Ich bin neu in diesem Forum und überlege mir das Black SIN 10 oder 10 SL als Weihnachtsgeschenk zu kaufen 
Hat jemand schon erfahrung damit? Habe bis jetzt erst in einer MTB Zeitung darüber gelesen. Von den Parts her sind ja beide Versionen schon mal Klasse. Tendieren zu ich eher zum SL wegen XX1 und den MAVIC Felgen. 

Danke für Feedback
Chris


----------



## zett78 (5. Oktober 2013)

Preis Leistung beide Modelle ne Bombe!!!!
Bei der Ausstattung können wir dir nicht helfen, dass kommt auf deine Vorlieben, das Einsatzgebiet und den Bums in deinen Beinen an.
http://www.twentynineinches-de.com/2013/07/01/radon-black-sin-10-0-on-test-und-sram-xx1/


----------



## MTB-News.de




----------



## Joscha (5. Oktober 2013)

frage ist ob du mit dem xx1 klar kommst... oder nicht^^. musste dich mal reinlesen.


----------



## khrika (8. Oktober 2013)

Hallo Leute,

Danke schon mal für euer Feedback.
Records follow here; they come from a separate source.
//! # Logging & Tracing Infrastructure
//!
//! Structured logging built on the `tracing` crate:
//! - Pretty, JSON and compact output on native targets
//! - Browser console output inside a service worker (`tracing-wasm`)
//! - Module-level filtering
//! - Mirroring of events into a host [`LoggerSink`]
//! - URL redaction helper for request logging
//!
//! ## Usage
//!
//! ```ignore
//! use bridge_traits::logging::{ConsoleLogger, LogLevel};
//! use core_runtime::logging::{init_logging, LogFormat, LoggingConfig};
//! use std::sync::Arc;
//!
//! let config = LoggingConfig::default()
//!     .with_format(LogFormat::Compact)
//!     .with_level(LogLevel::Debug)
//!     .with_logger_sink(Arc::new(ConsoleLogger::default()));
//!
//! init_logging(config)?;
//! tracing::info!("Worker started");
//! ```
//!
//! ## LoggerSink integration
//!
//! On native targets a configured sink receives a
//! [`LogEntry`](bridge_traits::logging::LogEntry) for every event that passes
//! filtering, with the message and all recorded fields. Inside a Tokio
//! runtime delivery is spawned; outside one it blocks on the sink.

use crate::error::{Error, Result};
use bridge_traits::logging::{LogLevel, LoggerSink};
use std::sync::Arc;
use tracing_subscriber::{layer::SubscriberExt, util::SubscriberInitExt};

#[cfg(not(target_arch = "wasm32"))]
use bridge_traits::logging::LogEntry;
#[cfg(not(target_arch = "wasm32"))]
use std::collections::HashMap;
#[cfg(not(target_arch = "wasm32"))]
use std::{fmt, io};
#[cfg(not(target_arch = "wasm32"))]
use tracing::field::{Field, Visit};
#[cfg(not(target_arch = "wasm32"))]
use tracing::{Event, Subscriber};
#[cfg(not(target_arch = "wasm32"))]
use tracing_subscriber::{
    filter::EnvFilter,
    fmt::format::FmtSpan,
    layer::Context,
    registry::{LookupSpan, Registry},
    Layer,
};

/// Log output format
#[derive(Debug, Clone, Copy, PartialEq, Eq)]
pub enum LogFormat {
    /// Human-readable pretty format with colors
    Pretty,
    /// Structured JSON format for machine parsing
    Json,
    /// Compact single-line format
    Compact,
}

impl Default for LogFormat {
    fn default() -> Self {
        #[cfg(debug_assertions)]
        return Self::Pretty;

        #[cfg(not(debug_assertions))]
        return Self::Json;
    }
}

/// Logging configuration
#[derive(Clone)]
pub struct LoggingConfig {
    /// Output format (ignored inside a service worker)
    pub format: LogFormat,
    /// Minimum log level
    pub level: LogLevel,
    /// Custom filter string (e.g., "core_offline=trace,bridge_desktop=debug")
    pub filter: Option<String>,
    /// Optional logger sink for forwarding logs to host
    pub logger_sink: Option<Arc<dyn LoggerSink>>,
    /// Emit span enter/exit records
    pub enable_spans: bool,
    /// Display target module in logs
    pub display_target: bool,
    /// Display thread info
    pub display_thread_info: bool,
}

impl Default for LoggingConfig {
    fn default() -> Self {
        Self {
            format: LogFormat::default(),
            level: LogLevel::Info,
            filter: None,
            logger_sink: None,
            enable_spans: true,
            display_target: true,
            display_thread_info: false,
        }
    }
}

impl std::fmt::Debug for LoggingConfig {
    fn fmt(&self, f: &mut std::fmt::Formatter<'_>) -> std::fmt::Result {
        f.debug_struct("LoggingConfig")
            .field("format", &self.format)
            .field("level", &self.level)
            .field("filter", &self.filter)
            .field("logger_sink", &self.logger_sink.is_some())
            .field("enable_spans", &self.enable_spans)
            .finish()
    }
}

impl LoggingConfig {
    pub fn with_format(mut self, format: LogFormat) -> Self {
        self.format = format;
        self
    }

    pub fn with_level(mut self, level: LogLevel) -> Self {
        self.level = level;
        self
    }

    pub fn with_filter(mut self, filter: impl Into<String>) -> Self {
        self.filter = Some(filter.into());
        self
    }

    pub fn with_logger_sink(mut self, sink: Arc<dyn LoggerSink>) -> Self {
        self.logger_sink = Some(sink);
        self
    }

    pub fn with_spans(mut self, enable: bool) -> Self {
        self.enable_spans = enable;
        self
    }

    pub fn with_target(mut self, display: bool) -> Self {
        self.display_target = display;
        self
    }

    pub fn with_thread_info(mut self, display: bool) -> Self {
        self.display_thread_info = display;
        self
    }
}

#[cfg(not(target_arch = "wasm32"))]
fn level_directive(level: LogLevel) -> &'static str {
    match level {
        LogLevel::Trace => "trace",
        LogLevel::Debug => "debug",
        LogLevel::Info => "info",
        LogLevel::Warn => "warn",
        LogLevel::Error => "error",
    }
}

fn already_initialized(e: impl std::fmt::Display) -> Error {
    Error::Config(format!("Failed to initialize logging: {}", e))
}

/// Initialize the logging system.
///
/// Call once during startup; a second call returns `Error::Config`.
#[cfg(not(target_arch = "wasm32"))]
pub fn init_logging(config: LoggingConfig) -> Result<()> {
    let filter = build_filter(&config)?;

    let span_events = if config.enable_spans {
        FmtSpan::ACTIVE
    } else {
        FmtSpan::NONE
    };

    let fmt_layer: Box<dyn Layer<Registry> + Send + Sync> = match config.format {
        LogFormat::Pretty => tracing_subscriber::fmt::layer()
            .pretty()
            .with_target(config.display_target)
            .with_thread_ids(config.display_thread_info)
            .with_thread_names(config.display_thread_info)
            .with_span_events(span_events)
            .with_writer(io::stdout)
            .boxed(),
        LogFormat::Json => tracing_subscriber::fmt::layer()
            .json()
            .flatten_event(true)
            .with_current_span(config.enable_spans)
            .with_span_list(config.enable_spans)
            .with_target(config.display_target)
            .with_thread_ids(config.display_thread_info)
            .with_thread_names(config.display_thread_info)
            .with_writer(io::stdout)
            .boxed(),
        LogFormat::Compact => tracing_subscriber::fmt::layer()
            .compact()
            .with_target(config.display_target)
            .with_thread_ids(config.display_thread_info)
            .with_thread_names(config.display_thread_info)
            .with_writer(io::stdout)
            .boxed(),
    };

    tracing_subscriber::registry()
        .with(fmt_layer)
        .with(LoggerSinkLayer::new(config.logger_sink.clone()))
        .with(filter)
        .try_init()
        .map_err(already_initialized)
}

/// Initialize logging inside a service worker.
///
/// Events go to the browser console; `format` and `logger_sink` are ignored
/// because there is no stdout and no runtime to deliver sink entries on.
#[cfg(target_arch = "wasm32")]
pub fn init_logging(config: LoggingConfig) -> Result<()> {
    let max_level = match config.level {
        LogLevel::Trace => tracing::Level::TRACE,
        LogLevel::Debug => tracing::Level::DEBUG,
        LogLevel::Info => tracing::Level::INFO,
        LogLevel::Warn => tracing::Level::WARN,
        LogLevel::Error => tracing::Level::ERROR,
    };

    let wasm_config = tracing_wasm::WASMLayerConfigBuilder::new()
        .set_max_level(max_level)
        .set_report_logs_in_timings(config.enable_spans)
        .build();

    tracing_subscriber::registry()
        .with(tracing_wasm::WASMLayer::new(wasm_config))
        .try_init()
        .map_err(already_initialized)
}

#[cfg(not(target_arch = "wasm32"))]
fn build_filter(config: &LoggingConfig) -> Result<EnvFilter> {
    let filter_string = match &config.filter {
        Some(custom_filter) => custom_filter.clone(),
        None => {
            // Our crates at the configured level, HTTP stack at warn
            let level = level_directive(config.level);
            let ours = [
                env!("CARGO_PKG_NAME"),
                "core_runtime",
                "core_offline",
                "bridge_desktop",
                "bridge_wasm",
                "shell_cache_workspace",
            ];
            let mut directives: Vec<String> = ours
                .iter()
                .map(|target| format!("{}={}", target.replace('-', "_"), level))
                .collect();
            directives.extend(["h2=warn", "hyper=warn", "reqwest=warn"].map(String::from));
            directives.join(",")
        }
    };

    EnvFilter::try_new(filter_string)
        .map_err(|e| Error::Config(format!("Invalid log filter: {}", e)))
}

/// Layer that forwards events to a `LoggerSink` implementation.
#[cfg(not(target_arch = "wasm32"))]
struct LoggerSinkLayer {
    sink: Option<Arc<dyn LoggerSink>>,
}

#[cfg(not(target_arch = "wasm32"))]
impl LoggerSinkLayer {
    fn new(sink: Option<Arc<dyn LoggerSink>>) -> Self {
        Self { sink }
    }
}

#[cfg(not(target_arch = "wasm32"))]
impl<S> Layer<S> for LoggerSinkLayer
where
    S: Subscriber + for<'a> LookupSpan<'a>,
{
    fn on_event(&self, event: &Event<'_>, ctx: Context<'_, S>) {
        let Some(sink) = self.sink.as_ref() else {
            return;
        };

        let metadata = event.metadata();
        let level = tracing_level_to_log_level(*metadata.level());
        if level < sink.min_level() {
            return;
        }

        let mut visitor = SinkVisitor::default();
        event.record(&mut visitor);

        let message = visitor
            .message
            .unwrap_or_else(|| metadata.name().to_string());
        let mut entry = LogEntry::new(level, metadata.target(), message);
        for (key, value) in visitor.fields {
            entry = entry.with_field(key, value);
        }
        if let Some(span) = ctx.lookup_current() {
            entry = entry.with_span_id(span.name());
        }

        let sink = Arc::clone(sink);
        if let Ok(handle) = tokio::runtime::Handle::try_current() {
            handle.spawn(async move {
                if let Err(err) = sink.log(entry).await {
                    eprintln!("LoggerSink error: {}", err);
                }
            });
            return;
        }

        if let Err(err) = futures::executor::block_on(sink.log(entry)) {
            eprintln!("LoggerSink error: {}", err);
        }
    }
}

#[cfg(not(target_arch = "wasm32"))]
#[derive(Default)]
struct SinkVisitor {
    message: Option<String>,
    fields: HashMap<String, String>,
}

#[cfg(not(target_arch = "wasm32"))]
impl SinkVisitor {
    fn record_value(&mut self, field: &Field, value: String) {
        if field.name() == "message" {
            self.message = Some(value);
        } else {
            self.fields.insert(field.name().to_string(), value);
        }
    }
}

#[cfg(not(target_arch = "wasm32"))]
impl Visit for SinkVisitor {
    fn record_str(&mut self, field: &Field, value: &str) {
        self.record_value(field, value.to_string());
    }

    fn record_i64(&mut self, field: &Field, value: i64) {
        self.record_value(field, value.to_string());
    }

    fn record_u64(&mut self, field: &Field, value: u64) {
        self.record_value(field, value.to_string());
    }

    fn record_bool(&mut self, field: &Field, value: bool) {
        self.record_value(field, value.to_string());
    }

    fn record_error(&mut self, field: &Field, value: &(dyn std::error::Error + 'static)) {
        self.record_value(field, value.to_string());
    }

    fn record_debug(&mut self, field: &Field, value: &dyn fmt::Debug) {
        self.record_value(field, format!("{:?}", value));
    }
}

#[cfg(not(target_arch = "wasm32"))]
fn tracing_level_to_log_level(level: tracing::Level) -> LogLevel {
    match level {
        tracing::Level::TRACE => LogLevel::Trace,
        tracing::Level::DEBUG => LogLevel::Debug,
        tracing::Level::INFO => LogLevel::Info,
        tracing::Level::WARN => LogLevel::Warn,
        tracing::Level::ERROR => LogLevel::Error,
    }
}

/// Drop the query string and fragment from a URL before logging it.
///
/// Cache-busting parameters and fragments can carry session data; the path is
/// enough to identify a shell resource.
///
/// ```
/// use core_runtime::logging::redact_url;
///
/// assert_eq!(redact_url("https://app.test/main.js?v=123#x"), "https://app.test/main.js");
/// assert_eq!(redact_url("https://app.test/"), "https://app.test/");
/// ```
pub fn redact_url(url: &str) -> &str {
    let end = url.find(['?', '#']).unwrap_or(url.len());
    &url[..end]
}

#[cfg(all(test, not(target_arch = "wasm32")))]
mod tests {
    use super::*;
    use async_trait::async_trait;
    use bridge_traits::error::Result as SinkResult;
    use std::sync::Mutex;

    #[test]
    fn test_logging_config_builder() {
        let config = LoggingConfig::default()
            .with_format(LogFormat::Json)
            .with_level(LogLevel::Debug)
            .with_filter("core_offline=trace")
            .with_spans(false)
            .with_target(false)
            .with_thread_info(true);

        assert_eq!(config.format, LogFormat::Json);
        assert_eq!(config.level, LogLevel::Debug);
        assert_eq!(config.filter, Some("core_offline=trace".to_string()));
        assert!(!config.enable_spans);
        assert!(!config.display_target);
        assert!(config.display_thread_info);
    }

    #[test]
    fn test_default_filter_covers_worker_crates() {
        let config = LoggingConfig::default().with_level(LogLevel::Debug);
        let filter = build_filter(&config).unwrap().to_string();
        assert!(filter.contains("core_offline=debug"));
        assert!(filter.contains("bridge_desktop=debug"));
        assert!(filter.contains("reqwest=warn"));
    }

    #[test]
    fn test_custom_filter_is_used_verbatim() {
        let config = LoggingConfig::default().with_filter("core_offline=trace");
        let filter = build_filter(&config).unwrap();
        assert!(filter.to_string().contains("core_offline=trace"));
    }

    #[test]
    fn test_invalid_filter_is_config_error() {
        let config = LoggingConfig::default().with_filter("core_offline=[");
        assert!(matches!(build_filter(&config), Err(Error::Config(_))));
    }

    #[test]
    fn test_redact_url() {
        assert_eq!(
            redact_url("https://app.test/index.html?v=42"),
            "https://app.test/index.html"
        );
        assert_eq!(redact_url("https://app.test/#/route"), "https://app.test/");
        assert_eq!(redact_url("main.dart.js"), "main.dart.js");
    }

    #[test]
    fn test_logger_sink_layer_forwards_event() {
        let sink = Arc::new(TestLoggerSink::default());
        let trait_sink: Arc<dyn LoggerSink> = sink.clone();
        let subscriber = tracing_subscriber::registry().with(LoggerSinkLayer::new(Some(trait_sink)));
        let _guard = tracing::subscriber::set_default(subscriber);

        tracing::info!(target: "core_offline::fetch", path = "main.js", "served from cache");
        tracing::debug!("below sink level");

        let entries = sink.entries.lock().unwrap();
        assert_eq!(entries.len(), 1);
        assert_eq!(entries[0].target, "core_offline::fetch");
        assert_eq!(entries[0].message, "served from cache");
        assert_eq!(entries[0].fields.get("path"), Some(&"main.js".to_string()));
    }

    #[derive(Default)]
    struct TestLoggerSink {
        entries: Mutex<Vec<LogEntry>>,
    }

    #[async_trait]
    impl LoggerSink for TestLoggerSink {
        async fn log(&self, entry: LogEntry) -> SinkResult<()> {
            self.entries.lock().unwrap().push(entry);
            Ok(())
        }

        fn min_level(&self) -> LogLevel {
            LogLevel::Info
        }
    }
}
Bike würde für CC und Marathon ausritte benutzt werden. Für XX1 habe ich mich schon informiert, klar bei 11 gängen fehlt immer was, aber ich würde sicher noch ein 32er und eine 30er Blatt kaufen um auf verschiedene touren die richtigen blätter raufzuschrauben. Ob genug bums in den beinen ist wird sich wohl noch weisen müssen kann man ja so nicht im voraus sagen.... 
Auf Tagestouren hätte ich ja auch noch mein Merida Onine mit drei fach kurbel. Das würde ich ja auch noch behalten. Ich denke hald 29er haben potential und XX1 ist einfach klasse da ich schalten einfach hasse .


----------